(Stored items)
┄┄┄┄┄┄

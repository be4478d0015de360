//! # Web API
//!
//! axum application serving the process-tracking report and health probes.

use axum::http::StatusCode;
use axum::Router;
use tower_http::{
    cors::{Any, CorsLayer},
    timeout::TimeoutLayer,
    trace::TraceLayer,
};
use tracing::info;

pub mod errors;
pub mod handlers;
pub mod routes;
pub mod state;

pub use errors::{ApiError, ApiResult};
pub use state::AppState;

/// Create the web application with all routes and middleware
pub fn create_app(state: AppState) -> Router {
    let request_timeout = state.config.request_timeout();
    let cors_enabled = state.config.cors_enabled;

    let mut app = Router::new()
        .merge(routes::health_routes())
        .merge(routes::tracking_routes())
        .layer(TimeoutLayer::with_status_code(
            StatusCode::REQUEST_TIMEOUT,
            request_timeout,
        ))
        .layer(TraceLayer::new_for_http());

    if cors_enabled {
        app = app.layer(
            CorsLayer::new()
                .allow_origin(Any)
                .allow_methods(Any)
                .allow_headers(Any),
        );
    }

    info!(cors_enabled, "Web application created with all routes and middleware");
    app.with_state(state)
}
//! Static position evaluation.
//!
//! Returns a score in centipawns from White's perspective.
//! Positive = White advantage, negative = Black advantage.
//!
//! Components:
//!   1. Material balance
//!   2. Piece-square tables
//!   3. King safety (side to move in check)
//!   4. Mobility (legal-move difference)
//!
//! Pawn structure is not scored.

use rand::Rng;

use crate::engine::attacks::in_check;
use crate::engine::board::Board;
use crate::engine::movegen::{has_legal_move, mobility};
use crate::engine::status::is_insufficient_material;
use crate::engine::types::{Color, PieceType, Square};

/// Score of a checkmate seen by static evaluation. The search adds the
/// remaining depth on top so faster mates score higher.
pub const MATE_SCORE: f64 = 20_000.0;

/// |evaluation| above this counts as a winning position.
pub const WINNING_THRESHOLD: f64 = 500.0;

/// Is this score a checkmate score?
#[inline]
pub fn is_mate_score(score: f64) -> bool {
    score.abs() >= MATE_SCORE
}

const CHECK_PENALTY: f64 = 50.0;
const MOBILITY_WEIGHT: f64 = 2.0;

/// Material total (1/3/3/5/9 scale) below which the endgame king table
/// applies.
const ENDGAME_MATERIAL: u32 = 1500;

// =========================================================================
// Piece-Square Tables
//
// Row 0 is the eighth rank from White's point of view, row 7 the first.
// A white piece on rank index r reads row 7 - r, a black piece reads row r.
// =========================================================================

type Table = [[i32; 8]; 8];

#[rustfmt::skip]
const PAWN_TABLE: Table = [
    [ 0,  0,  0,  0,  0,  0,  0,  0],
    [50, 50, 50, 50, 50, 50, 50, 50],
    [10, 10, 20, 30, 30, 20, 10, 10],
    [ 5,  5, 10, 25, 25, 10,  5,  5],
    [ 0,  0,  0, 20, 20,  0,  0,  0],
    [ 5, -5,-10,  0,  0,-10, -5,  5],
    [ 5, 10, 10,-20,-20, 10, 10,  5],
    [ 0,  0,  0,  0,  0,  0,  0,  0],
];

#[rustfmt::skip]
const KNIGHT_TABLE: Table = [
    [-50,-40,-30,-30,-30,-30,-40,-50],
    [-40,-20,  0,  0,  0,  0,-20,-40],
    [-30,  0, 10, 15, 15, 10,  0,-30],
    [-30,  5, 15, 20, 20, 15,  5,-30],
    [-30,  0, 15, 20, 20, 15,  0,-30],
    [-30,  5, 10, 15, 15, 10,  5,-30],
    [-40,-20,  0,  5,  5,  0,-20,-40],
    [-50,-40,-30,-30,-30,-30,-40,-50],
];

#[rustfmt::skip]
const BISHOP_TABLE: Table = [
    [-20,-10,-10,-10,-10,-10,-10,-20],
    [-10,  0,  0,  0,  0,  0,  0,-10],
    [-10,  0,  5, 10, 10,  5,  0,-10],
    [-10,  5,  5, 10, 10,  5,  5,-10],
    [-10,  0, 10, 10, 10, 10,  0,-10],
    [-10, 10, 10, 10, 10, 10, 10,-10],
    [-10,  5,  0,  0,  0,  0,  5,-10],
    [-20,-10,-10,-10,-10,-10,-10,-20],
];

#[rustfmt::skip]
const ROOK_TABLE: Table = [
    [ 0,  0,  0,  0,  0,  0,  0,  0],
    [ 5, 10, 10, 10, 10, 10, 10,  5],
    [-5,  0,  0,  0,  0,  0,  0, -5],
    [-5,  0,  0,  0,  0,  0,  0, -5],
    [-5,  0,  0,  0,  0,  0,  0, -5],
    [-5,  0,  0,  0,  0,  0,  0, -5],
    [-5,  0,  0,  0,  0,  0,  0, -5],
    [ 0,  0,  0,  5,  5,  0,  0,  0],
];

#[rustfmt::skip]
const QUEEN_TABLE: Table = [
    [-20,-10,-10, -5, -5,-10,-10,-20],
    [-10,  0,  0,  0,  0,  0,  0,-10],
    [-10,  0,  5,  5,  5,  5,  0,-10],
    [ -5,  0,  5,  5,  5,  5,  0, -5],
    [  0,  0,  5,  5,  5,  5,  0, -5],
    [-10,  5,  5,  5,  5,  5,  0,-10],
    [-10,  0,  5,  0,  0,  0,  0,-10],
    [-20,-10,-10, -5, -5,-10,-10,-20],
];

#[rustfmt::skip]
const KING_MIDDLE_TABLE: Table = [
    [-30,-40,-40,-50,-50,-40,-40,-30],
    [-30,-40,-40,-50,-50,-40,-40,-30],
    [-30,-40,-40,-50,-50,-40,-40,-30],
    [-30,-40,-40,-50,-50,-40,-40,-30],
    [-20,-30,-30,-40,-40,-30,-30,-20],
    [-10,-20,-20,-20,-20,-20,-20,-10],
    [ 20, 20,  0,  0,  0,  0, 20, 20],
    [ 20, 30, 10,  0,  0, 10, 30, 20],
];

#[rustfmt::skip]
const KING_END_TABLE: Table = [
    [-50,-40,-30,-20,-20,-30,-40,-50],
    [-30,-20,-10,  0,  0,-10,-20,-30],
    [-30,-10, 20, 30, 30, 20,-10,-30],
    [-30,-10, 30, 40, 40, 30,-10,-30],
    [-30,-10, 30, 40, 40, 30,-10,-30],
    [-30,-10, 20, 30, 30, 20,-10,-30],
    [-30,-30,  0,  0,  0,  0,-30,-30],
    [-50,-30,-30,-30,-30,-30,-30,-50],
];

/// Positional bonus for `kind` of `color` standing on `sq`.
pub fn square_bonus(kind: PieceType, color: Color, sq: Square, endgame: bool) -> i32 {
    let table = match kind {
        PieceType::Pawn => &PAWN_TABLE,
        PieceType::Knight => &KNIGHT_TABLE,
        PieceType::Bishop => &BISHOP_TABLE,
        PieceType::Rook => &ROOK_TABLE,
        PieceType::Queen => &QUEEN_TABLE,
        PieceType::King if endgame => &KING_END_TABLE,
        PieceType::King => &KING_MIDDLE_TABLE,
    };
    let row = match color {
        Color::White => 7 - sq.rank(),
        Color::Black => sq.rank(),
    };
    table[row as usize][sq.file() as usize]
}

// =========================================================================
// Evaluation
// =========================================================================

/// Score of a finished game, or `None` while play continues.
///
/// Checkmate is `∓MATE_SCORE` against the mated side; stalemate,
/// insufficient material and `repeated` (threefold) are 0.
pub fn game_over_score(board: &Board, repeated: bool) -> Option<f64> {
    if !has_legal_move(board) {
        if !in_check(board, board.side_to_move) {
            return Some(0.0);
        }
        return Some(match board.side_to_move {
            Color::White => -MATE_SCORE,
            Color::Black => MATE_SCORE,
        });
    }
    if repeated || is_insufficient_material(board) {
        return Some(0.0);
    }
    None
}

/// Evaluate a position. `repeated` marks a threefold repetition.
pub fn evaluate(board: &Board, repeated: bool) -> f64 {
    game_over_score(board, repeated).unwrap_or_else(|| static_eval(board))
}

/// Sum of the positional terms, ignoring whether the game is over.
pub fn static_eval(board: &Board) -> f64 {
    let endgame = is_endgame(board);
    let mut score = 0i32;

    for (sq, piece) in board.pieces() {
        let term = piece.kind.value() + square_bonus(piece.kind, piece.color, sq, endgame);
        match piece.color {
            Color::White => score += term,
            Color::Black => score -= term,
        }
    }

    f64::from(score) + king_safety(board) + piece_activity(board)
}

/// ∓50 when the side to move is in check.
fn king_safety(board: &Board) -> f64 {
    if !in_check(board, board.side_to_move) {
        return 0.0;
    }
    match board.side_to_move {
        Color::White => -CHECK_PENALTY,
        Color::Black => CHECK_PENALTY,
    }
}

/// Mobility difference, white minus black.
fn piece_activity(board: &Board) -> f64 {
    let white = mobility(board, Color::White) as f64;
    let black = mobility(board, Color::Black) as f64;
    (white - black) * MOBILITY_WEIGHT
}

/// Total material on the 1/3/3/5/9 scale below [`ENDGAME_MATERIAL`].
///
/// With a full set the total is 78, so this holds for every position.
pub fn is_endgame(board: &Board) -> bool {
    let total: u32 = board.pieces().map(|(_, p)| p.kind.points()).sum();
    total < ENDGAME_MATERIAL
}

/// Uniform noise in `[-amplitude / 2, amplitude / 2)`.
pub fn noise<R: Rng + ?Sized>(rng: &mut R, amplitude: f64) -> f64 {
    if amplitude <= 0.0 {
        return 0.0;
    }
    (rng.r#gen::<f64>() - 0.5) * amplitude
}

// =========================================================================
// Tests
// =========================================================================

#[cfg(test)]
mod tests {
    use super::*;
    use crate::engine::types::RuleSet;
    use rand::SeedableRng;
    use rand::rngs::StdRng;

    fn board(fen: &str) -> Board {
        Board::from_fen(fen, RuleSet::Minimal).unwrap()
    }

    fn sq(name: &str) -> Square {
        Square::from_algebraic(name).unwrap()
    }

    #[test]
    fn starting_position_is_balanced() {
        assert_eq!(evaluate(&Board::starting(RuleSet::Minimal), false), 0.0);
    }

    #[test]
    fn tables_mirror_between_colors() {
        for kind in PieceType::ALL {
            for s in Square::all() {
                let mirror = Square::from_file_rank(s.file(), 7 - s.rank());
                assert_eq!(
                    square_bonus(kind, Color::White, s, true),
                    square_bonus(kind, Color::Black, mirror, true),
                    "{kind} on {s}"
                );
            }
        }
    }

    #[test]
    fn pawn_table_rewards_advancement() {
        assert_eq!(square_bonus(PieceType::Pawn, Color::White, sq("e7"), true), 50);
        assert_eq!(square_bonus(PieceType::Pawn, Color::Black, sq("e2"), true), 50);
        assert_eq!(square_bonus(PieceType::Pawn, Color::White, sq("d2"), true), -20);
        assert_eq!(square_bonus(PieceType::Pawn, Color::White, sq("e4"), true), 20);
    }

    #[test]
    fn king_tables_differ() {
        assert_eq!(square_bonus(PieceType::King, Color::White, sq("g1"), false), 30);
        assert_eq!(square_bonus(PieceType::King, Color::White, sq("g1"), true), -30);
        assert_eq!(square_bonus(PieceType::King, Color::White, sq("e4"), true), 40);
    }

    #[test]
    fn endgame_test_always_holds() {
        assert!(is_endgame(&Board::starting(RuleSet::Minimal)));
        assert!(is_endgame(&board("4k3/8/8/8/8/8/8/4K3 w - - 0 1")));
    }

    #[test]
    fn extra_material_favors_its_owner() {
        let white_up = board("4k3/8/8/8/8/8/8/Q3K3 w - - 0 1");
        assert!(evaluate(&white_up, false) > 800.0);
        let black_up = board("q3k3/8/8/8/8/8/8/4K3 w - - 0 1");
        assert!(evaluate(&black_up, false) < -800.0);
    }

    #[test]
    fn checkmate_scores() {
        let white_mated = board("rnb1kbnr/pppp1ppp/8/4p3/6Pq/5P2/PPPPP2P/RNBQKBNR w - - 1 3");
        assert_eq!(evaluate(&white_mated, false), -MATE_SCORE);
        let black_mated = board("r1bqkb1r/pppp1Qpp/2n2n2/4p3/2B1P3/8/PPPP1PPP/RNB1K1NR b - - 0 4");
        assert_eq!(evaluate(&black_mated, false), MATE_SCORE);
        assert!(is_mate_score(MATE_SCORE + 3.0));
        assert!(!is_mate_score(900.0));
    }

    #[test]
    fn draws_score_zero() {
        assert_eq!(evaluate(&board("k7/2K5/1Q6/8/8/8/8/8 b - - 0 1"), false), 0.0);
        assert_eq!(evaluate(&board("4k3/8/8/8/8/8/8/2B1K3 w - - 0 1"), false), 0.0);
        let quiet = board("4k3/8/8/8/8/8/8/R3K3 w - - 0 1");
        assert_ne!(evaluate(&quiet, false), 0.0);
        assert_eq!(evaluate(&quiet, true), 0.0);
        assert_eq!(game_over_score(&quiet, false), None);
    }

    #[test]
    fn check_costs_the_side_to_move() {
        let checked = board("4k3/8/8/8/8/8/8/R3K2r w - - 0 1");
        assert_eq!(king_safety(&checked), -CHECK_PENALTY);
        let black_checked = board("4k2R/8/8/8/8/8/8/4K3 b - - 0 1");
        assert_eq!(king_safety(&black_checked), CHECK_PENALTY);
        assert_eq!(king_safety(&Board::starting(RuleSet::Minimal)), 0.0);
    }

    #[test]
    fn mobility_counts_both_sides() {
        // Rook vs bare king: white has far more moves.
        let b = board("4k3/8/8/8/8/8/8/R3K3 b - - 0 1");
        assert!(piece_activity(&b) > 0.0);
        assert_eq!(piece_activity(&Board::starting(RuleSet::Minimal)), 0.0);
    }

    #[test]
    fn noise_stays_in_range() {
        let mut rng = StdRng::seed_from_u64(7);
        for _ in 0..1000 {
            let n = noise(&mut rng, 80.0);
            assert!((-40.0..40.0).contains(&n));
        }
        assert_eq!(noise(&mut rng, 0.0), 0.0);
    }
}
pub mod engine;
pub mod evaluation;
pub mod ordering;
pub mod transposition;

pub use engine::{AiEngine, Analysis, MinimaxAi, RandomAi, SearchError, SearchOutcome, SearchStats};
pub use transposition::{TTEntry, TTFlag, TranspositionTable};
//! AI engines: the `AiEngine` trait, `RandomAi` and `MinimaxAi`.
//!
//! The `AiEngine` trait defines the interface for all AI engines.
//! Two implementations are provided:
//!   - `RandomAi`: plays a uniformly random legal move.
//!   - `MinimaxAi`: minimax with alpha-beta pruning, move ordering and a
//!     transposition cache.
//!
//! The search runs on `Board` copies: every node gets its own snapshot, so
//! sibling branches never share state and nothing needs undoing.

use std::time::Instant;

use rand::SeedableRng;
use rand::rngs::StdRng;
use rand::seq::SliceRandom;
use serde::Serialize;
use tracing::{debug, info, warn};

use crate::engine::board::Board;
use crate::engine::game::Game;
use crate::engine::movegen::{apply_move, legal_moves};
use crate::engine::types::{Color, Difficulty, Move};

use super::evaluation::{
    WINNING_THRESHOLD, game_over_score, is_mate_score, noise, static_eval,
};
use super::ordering::{HistoryTable, KillerTable, order_moves};
use super::transposition::{TTEntry, TTFlag, TTKey, TranspositionTable};

// =========================================================================
// AiEngine trait
// =========================================================================

/// The AI engine interface.
pub trait AiEngine: Send {
    /// Pick a move for the side to move. `None` only when there is no legal
    /// move (the game is over).
    fn best_move(&mut self, game: &Game) -> Option<Move>;

    /// Human-readable name for this engine.
    fn name(&self) -> &str;
}

// =========================================================================
// RandomAi
// =========================================================================

/// Picks a random legal move.
pub struct RandomAi {
    rng: StdRng,
}

impl RandomAi {
    pub fn new() -> Self {
        Self {
            rng: StdRng::from_entropy(),
        }
    }

    pub fn with_seed(seed: u64) -> Self {
        Self {
            rng: StdRng::seed_from_u64(seed),
        }
    }
}

impl Default for RandomAi {
    fn default() -> Self {
        Self::new()
    }
}

impl AiEngine for RandomAi {
    fn best_move(&mut self, game: &Game) -> Option<Move> {
        game.legal_moves().choose(&mut self.rng).copied()
    }

    fn name(&self) -> &str {
        "RandomAi"
    }
}

// =========================================================================
// Search results
// =========================================================================

/// Search statistics of the last top-level search.
#[derive(Debug, Default, Clone, Copy, PartialEq, Serialize)]
pub struct SearchStats {
    pub nodes: u64,
    pub cache_hits: u64,
    pub cutoffs: u64,
    pub depth: u32,
    pub score: f64,
    pub time_ms: u64,
}

/// Result of a root search.
#[derive(Debug, Clone, Copy, PartialEq)]
pub struct SearchOutcome {
    pub best_move: Move,
    /// Minimax value of `best_move`, White-positive.
    pub score: f64,
    pub stats: SearchStats,
}

/// Summary of a position for the presentation layer.
#[derive(Debug, Clone, PartialEq, Serialize)]
pub struct Analysis {
    /// Static evaluation, White-positive.
    pub evaluation: f64,
    pub best_move: Option<Move>,
    /// Side to move.
    pub color: Color,
    /// |evaluation| above the winning threshold.
    pub is_winning: bool,
    /// White when the evaluation is positive, otherwise Black.
    pub advantage: Color,
}

/// Faults inside the search. They never leave [`MinimaxAi::best_move`].
#[derive(Debug, Clone, PartialEq, Eq, thiserror::Error)]
pub enum SearchError {
    #[error("no legal moves in the root position")]
    NoLegalMoves,

    #[error("search depth must be at least 1")]
    ZeroDepth,

    #[error("generated move {mv} starts on an empty square")]
    EmptyOrigin { mv: Move },
}

// =========================================================================
// Minimax with alpha-beta pruning
// =========================================================================

/// Mutable state of one top-level search.
struct SearchContext<'a> {
    tt: &'a mut TranspositionTable,
    killers: &'a mut KillerTable,
    history: &'a mut HistoryTable,
    rng: &'a mut StdRng,
    noise_amplitude: f64,
    /// Fingerprints of the game history followed by the current line.
    path: Vec<u64>,
    /// Set when the subtree just searched ended a line on a repetition.
    saw_repetition: bool,
    stats: SearchStats,
}

impl SearchContext<'_> {
    /// Apply `mv` to a copy of `board` and push the result onto the line.
    fn play(&mut self, board: &Board, mv: Move) -> Result<Board, SearchError> {
        if board.get(mv.from).is_none() {
            return Err(SearchError::EmptyOrigin { mv });
        }
        let mut child = *board;
        apply_move(&mut child, mv);
        self.path.push(child.zobrist());
        Ok(child)
    }

    /// Has the position at the end of the line occurred three times?
    fn repeated(&self) -> bool {
        self.path
            .last()
            .is_some_and(|&key| self.path.iter().filter(|&&k| k == key).count() >= 3)
    }

    /// White-positive minimax value of `board` searched `depth` plies deep.
    fn minimax(
        &mut self,
        board: &Board,
        depth: u32,
        mut alpha: f64,
        mut beta: f64,
        maximizing: bool,
    ) -> Result<f64, SearchError> {
        self.stats.nodes += 1;

        // Repetition depends on the line, so it is decided before the cache
        // and never stored.
        if self.repeated() {
            self.saw_repetition = true;
            let score = game_over_score(board, true).map_or(0.0, |s| mate_in_depth(s, depth));
            return Ok(score);
        }

        let key = TTKey {
            hash: board.zobrist(),
            depth,
            maximizing,
        };
        if let Some(score) = self.tt.probe(&key, alpha, beta) {
            self.stats.cache_hits += 1;
            return Ok(score);
        }

        if let Some(score) = game_over_score(board, false) {
            let score = mate_in_depth(score, depth);
            self.tt.store(
                key,
                TTEntry {
                    score,
                    flag: TTFlag::Exact,
                },
            );
            return Ok(score);
        }

        if depth == 0 {
            let score = static_eval(board) + noise(&mut *self.rng, self.noise_amplitude);
            self.tt.store(
                key,
                TTEntry {
                    score,
                    flag: TTFlag::Exact,
                },
            );
            return Ok(score);
        }

        let (alpha_orig, beta_orig) = (alpha, beta);
        let outer_repetition = std::mem::take(&mut self.saw_repetition);
        let mut moves = legal_moves(board);
        order_moves(board, &mut moves, depth, &*self.killers, &*self.history);

        let mut best = if maximizing {
            f64::NEG_INFINITY
        } else {
            f64::INFINITY
        };

        for mv in moves {
            let child = self.play(board, mv)?;
            let score = self.minimax(&child, depth - 1, alpha, beta, !maximizing);
            self.path.pop();
            let score = score?;

            if maximizing {
                best = best.max(score);
                alpha = alpha.max(score);
            } else {
                best = best.min(score);
                beta = beta.min(score);
            }

            if beta <= alpha {
                self.killers.record(depth, mv);
                self.history.reward(&mv, depth);
                self.stats.cutoffs += 1;
                break;
            }
        }

        // A value that leaned on a repeated line is only valid for this line.
        if !self.saw_repetition {
            self.tt.store(key, TTEntry::new(best, alpha_orig, beta_orig));
        }
        self.saw_repetition |= outer_repetition;
        Ok(best)
    }
}

/// Push a mate score further from zero by the remaining depth, so a mate
/// found higher in the tree (sooner) wins over a slower one.
fn mate_in_depth(score: f64, depth: u32) -> f64 {
    if is_mate_score(score) {
        score + score.signum() * f64::from(depth)
    } else {
        score
    }
}

// =========================================================================
// MinimaxAi
// =========================================================================

/// Minimax AI engine with alpha-beta pruning.
///
/// Owns its cache, killer and history tables and its random source. All of
/// them are private to the instance; a search never shares them.
pub struct MinimaxAi {
    difficulty: Difficulty,
    tt: TranspositionTable,
    killers: KillerTable,
    history: HistoryTable,
    rng: StdRng,
    stats: SearchStats,
    /// Makes the next root search play a move from an empty square.
    #[cfg(test)]
    inject_fault: bool,
}

impl MinimaxAi {
    pub fn new(difficulty: Difficulty) -> Self {
        Self::with_rng(difficulty, StdRng::from_entropy())
    }

    /// Reproducible engine: noise and the random fallback come from `seed`.
    pub fn with_seed(difficulty: Difficulty, seed: u64) -> Self {
        Self::with_rng(difficulty, StdRng::seed_from_u64(seed))
    }

    fn with_rng(difficulty: Difficulty, rng: StdRng) -> Self {
        Self {
            difficulty,
            tt: TranspositionTable::new(),
            killers: KillerTable::new(),
            history: HistoryTable::new(),
            rng,
            stats: SearchStats::default(),
            #[cfg(test)]
            inject_fault: false,
        }
    }

    pub fn difficulty(&self) -> Difficulty {
        self.difficulty
    }

    /// Change the level. The cache is cleared.
    pub fn set_difficulty(&mut self, difficulty: Difficulty) {
        self.difficulty = difficulty;
        self.tt.clear();
    }

    /// Statistics of the last search.
    pub fn stats(&self) -> SearchStats {
        self.stats
    }

    /// Entries currently in the transposition cache.
    pub fn cache_len(&self) -> usize {
        self.tt.len()
    }

    fn clear_tables(&mut self) {
        self.tt.clear();
        self.killers.clear();
        self.history.clear();
    }

    /// Suggest a move for the side to move. Same search as `best_move`.
    pub fn hint(&mut self, game: &Game) -> Option<Move> {
        self.best_move(game)
    }

    /// Evaluation plus the move the engine would play.
    pub fn analyze_position(&mut self, game: &Game) -> Analysis {
        let board = game.position();
        let evaluation = game_over_score(board, game.is_threefold_repetition())
            .unwrap_or_else(|| {
                static_eval(board) + noise(&mut self.rng, self.difficulty.noise_amplitude())
            });
        let best_move = self.best_move(game);

        Analysis {
            evaluation,
            best_move,
            color: game.turn(),
            is_winning: evaluation.abs() > WINNING_THRESHOLD,
            advantage: if evaluation > 0.0 {
                Color::White
            } else {
                Color::Black
            },
        }
    }

    /// Root search at an explicit depth.
    ///
    /// Clears the cache, killer and history tables, then searches every root
    /// move with a full window. White keeps the maximum, Black the minimum;
    /// ties keep the first move in search order.
    pub fn search_fixed_depth(
        &mut self,
        game: &Game,
        depth: u32,
    ) -> Result<SearchOutcome, SearchError> {
        if depth == 0 {
            return Err(SearchError::ZeroDepth);
        }
        self.clear_tables();
        let start = Instant::now();

        let board = *game.position();
        let mut moves = game.legal_moves();
        if moves.is_empty() {
            return Err(SearchError::NoLegalMoves);
        }
        order_moves(&board, &mut moves, depth, &self.killers, &self.history);

        #[cfg(test)]
        {
            use crate::engine::types::Square;
            let empty = Square::all().find(|&sq| board.get(sq).is_none());
            if self.inject_fault
                && let Some(from) = empty
            {
                moves.insert(0, Move::new(from, moves[0].to));
            }
        }

        let root_white = board.side_to_move == Color::White;
        let mut ctx = SearchContext {
            tt: &mut self.tt,
            killers: &mut self.killers,
            history: &mut self.history,
            rng: &mut self.rng,
            noise_amplitude: self.difficulty.noise_amplitude(),
            path: game.position_keys().collect(),
            saw_repetition: false,
            stats: SearchStats {
                depth,
                ..SearchStats::default()
            },
        };

        let mut best: Option<(Move, f64)> = None;
        for mv in moves {
            let child = ctx.play(&board, mv)?;
            let maximizing = child.side_to_move == Color::White;
            let score = ctx.minimax(
                &child,
                depth - 1,
                f64::NEG_INFINITY,
                f64::INFINITY,
                maximizing,
            );
            ctx.path.pop();
            let score = score?;

            let improves = best.is_none_or(|(_, b)| {
                if root_white { score > b } else { score < b }
            });
            if improves {
                best = Some((mv, score));
            }
        }

        let (best_move, score) = best.ok_or(SearchError::NoLegalMoves)?;
        let mut stats = ctx.stats;
        stats.score = score;
        stats.time_ms = start.elapsed().as_millis() as u64;
        self.stats = stats;

        debug!(
            entries = self.tt.len(),
            hits = stats.cache_hits,
            cutoffs = stats.cutoffs,
            "transposition cache"
        );

        Ok(SearchOutcome {
            best_move,
            score,
            stats,
        })
    }
}

impl Default for MinimaxAi {
    fn default() -> Self {
        Self::new(Difficulty::default())
    }
}

impl AiEngine for MinimaxAi {
    /// Clear the tables, return the only move if there is one, otherwise
    /// search at the difficulty's depth. A search fault falls back to a
    /// random legal move.
    fn best_move(&mut self, game: &Game) -> Option<Move> {
        self.clear_tables();
        self.stats = SearchStats::default();

        let moves = game.legal_moves();
        match moves.as_slice() {
            [] => return None,
            [only] => return Some(*only),
            _ => {}
        }

        match self.search_fixed_depth(game, self.difficulty.depth()) {
            Ok(outcome) => {
                info!(
                    best = %outcome.best_move,
                    score = outcome.score,
                    nodes = outcome.stats.nodes,
                    depth = outcome.stats.depth,
                    time_ms = outcome.stats.time_ms,
                    "search complete"
                );
                Some(outcome.best_move)
            }
            Err(e) => {
                warn!(error = %e, "search failed, playing a random legal move");
                moves.choose(&mut self.rng).copied()
            }
        }
    }

    fn name(&self) -> &str {
        "MinimaxAi"
    }
}

// =========================================================================
// Tests
// =========================================================================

┄┄┄┄┄┄

* **WHAT YOU WILL DO**
Scan the data for the word "merge" and copy every line where it shows up.

* **ANSWER TO THE EXERCISE**
        .merge(routes::health_routes())
        .merge(routes::tracking_routes())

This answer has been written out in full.